**Dataset entries**
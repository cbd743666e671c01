//! vecmigrate CLI
//!
//! CLI tool for copying vector collections between Pinecone, Qdrant and `ChromaDB`.
//! Pedantic lints relaxed for CLI ergonomics.

// CLI tool - relax pedantic lints for ergonomics
#![allow(clippy::pedantic)]

use clap::{Parser, Subcommand};
use std::path::{Path, PathBuf};
use tracing::{error, info, Level};
use tracing_subscriber::FmtSubscriber;

use vecmigrate::connectors::create_source;
use vecmigrate::{
    translate_metric, Backend, MigrationConfig, MigrationResult, Pipeline, SourceReader,
};

#[derive(Parser)]
#[command(name = "vecmigrate")]
#[command(version)]
#[command(
    about = "Copy vector collections between Pinecone, Qdrant and ChromaDB",
    long_about = None
)]
struct Cli {
    #[command(subcommand)]
    command: Option<Commands>,

    /// Configuration file path
    #[arg(short, long, value_name = "FILE", global = true)]
    config: Option<PathBuf>,

    /// Dry run mode (don't write to destination)
    #[arg(long, global = true)]
    dry_run: bool,

    /// Verbose output
    #[arg(short, long, global = true)]
    verbose: bool,

    /// Batch size override
    #[arg(long, global = true)]
    batch_size: Option<usize>,
}

#[derive(Subcommand)]
enum Commands {
    /// Run migration from config file
    Run,

    /// Validate configuration file
    Validate,

    /// Describe the source collection
    Schema,

    /// Generate example configuration
    Init {
        /// Source type (pinecone, qdrant, chromadb)
        #[arg(short, long)]
        source: String,

        /// Destination type (pinecone, qdrant, chromadb)
        #[arg(short, long)]
        destination: String,

        /// Output file path
        #[arg(short, long, default_value = "migration.yaml")]
        output: PathBuf,
    },
}

#[tokio::main]
async fn main() -> anyhow::Result<()> {
    let cli = Cli::parse();

    // Logs go to stderr; stdout carries the result JSON.
    let level = if cli.verbose {
        Level::DEBUG
    } else {
        Level::INFO
    };
    let subscriber = FmtSubscriber::builder()
        .with_max_level(level)
        .with_target(false)
        .with_writer(std::io::stderr)
        .finish();
    tracing::subscriber::set_global_default(subscriber)?;

    match (cli.command, cli.config.as_deref()) {
        (Some(Commands::Init {
            source,
            destination,
            output,
        }), _) => {
            generate_config(&source, &destination, &output)?;
        }
        (Some(Commands::Validate), Some(config)) => {
            validate_config(config)?;
        }
        (Some(Commands::Schema), Some(config)) => {
            show_schema(config).await?;
        }
        (Some(Commands::Run) | None, Some(config)) => {
            let result = run_migration(config, cli.dry_run, cli.batch_size).await;
            println!("{}", serde_json::to_string_pretty(&result)?);
            if !result.is_success() {
                std::process::exit(1);
            }
        }
        _ => {
            eprintln!("Usage: vecmigrate <COMMAND> --config <FILE>");
            eprintln!("Try 'vecmigrate --help' for more information.");
            std::process::exit(1);
        }
    }

    Ok(())
}

async fn run_migration(
    config_path: &Path,
    dry_run: bool,
    batch_size: Option<usize>,
) -> MigrationResult {
    info!("Loading configuration from {:?}", config_path);

    let pipeline = MigrationConfig::from_file(config_path).and_then(|mut config| {
        if dry_run {
            config.options.dry_run = true;
        }
        if let Some(bs) = batch_size {
            config.options.batch_size = bs;
        }
        Pipeline::new(config)
    });

    match pipeline {
        Ok(pipeline) => pipeline.execute().await,
        Err(e) => {
            error!("Invalid configuration: {}", e);
            MigrationResult::Error {
                message: e.to_string(),
            }
        }
    }
}

fn validate_config(config_path: &Path) -> anyhow::Result<()> {
    info!("Validating configuration from {:?}", config_path);

    let config = MigrationConfig::from_file(config_path)?;
    config.validate()?;

    let source = config.source.scope();
    let destination = config.destination.scope();
    println!("✅ Configuration is valid!");
    println!(
        "   Source:      {} '{}'",
        config.source.backend(),
        source.collection
    );
    println!(
        "   Destination: {} '{}'",
        config.destination.backend(),
        destination.collection
    );
    println!(
        "   Batch size:  {}",
        config.options.effective_batch_size()
    );

    Ok(())
}

async fn show_schema(config_path: &Path) -> anyhow::Result<()> {
    info!("Loading configuration from {:?}", config_path);

    let config = MigrationConfig::from_file(config_path)?;
    let reader = create_source(&config.source, config.options.timeout())?;
    let schema = reader.describe(&config.source.scope()).await?;

    println!("\n📊 Source Schema:");
    println!("   Type:       {}", schema.source_type);
    println!("   Collection: {}", schema.collection);
    println!(
        "   Dimension:  {}",
        schema
            .dimension
            .map_or("unknown".to_string(), |d| d.to_string())
    );
    match schema.metric.as_deref() {
        Some(metric) => match translate_metric(reader.backend(), metric) {
            Ok(canonical) => println!("   Metric:     {} ({})", metric, canonical),
            Err(e) => println!("   Metric:     {} (unsupported: {})", metric, e),
        },
        None => println!("   Metric:     unknown"),
    }
    println!(
        "   Count:      {}",
        schema
            .total_count
            .map_or("unknown".to_string(), |c| c.to_string())
    );

    Ok(())
}

fn generate_config(source: &str, destination: &str, output: &Path) -> anyhow::Result<()> {
    let (source, destination) = match (Backend::parse(source), Backend::parse(destination)) {
        (Ok(s), Ok(d)) => (s, d),
        (Err(e), _) | (_, Err(e)) => {
            error!("{}", e);
            eprintln!("Supported backends: pinecone, qdrant, chromadb");
            std::process::exit(1);
        }
    };

    let template = format!(
        "# vecmigrate configuration - {} to {}\nsource:\n{}\ndestination:\n{}\n{}",
        source,
        destination,
        endpoint_template(source),
        endpoint_template(destination),
        OPTIONS_TEMPLATE
    );

    std::fs::write(output, template)?;
    println!("✅ Generated configuration: {:?}", output);
    println!(
        "   Edit the file and run: vecmigrate run --config {:?}",
        output
    );

    Ok(())
}

fn endpoint_template(backend: Backend) -> &'static str {
    match backend {
        Backend::Pinecone => PINECONE_TEMPLATE,
        Backend::Qdrant => QDRANT_TEMPLATE,
        Backend::ChromaDB => CHROMADB_TEMPLATE,
    }
}

const PINECONE_TEMPLATE: &str = r#"  type: pinecone
  api_key: ${PINECONE_API_KEY}
  index: your-index-name
  # namespace: optional-namespace
  # host: your-index-host.svc.pinecone.io  # Resolved from the control plane if omitted
  # cloud: aws          # Used when the index has to be created
  # region: us-east-1
"#;

const QDRANT_TEMPLATE: &str = r#"  type: qdrant
  url: http://localhost:6333
  collection: your_collection
  # api_key: ${QDRANT_API_KEY}  # Optional
  # vector_name: text  # Named vector, if the collection uses them
"#;

const CHROMADB_TEMPLATE: &str = r#"  type: chromadb
  url: http://localhost:8000
  collection: your_collection
  # api_key: ${CHROMA_API_KEY}  # Chroma Cloud only
  # tenant: default_tenant
  # database: default_database
"#;

const OPTIONS_TEMPLATE: &str = r#"options:
  batch_size: 100  # Capped at 500
  timeout_secs: 60
  dry_run: false
  progress: true
  # field_mappings:
  #   old_field: new_field
"#;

**Exercise description**
Spot the lines above that mention "FmtSubscriber" and copy them.

**Output of the task**
use tracing_subscriber::FmtSubscriber;
    let subscriber = FmtSubscriber::builder()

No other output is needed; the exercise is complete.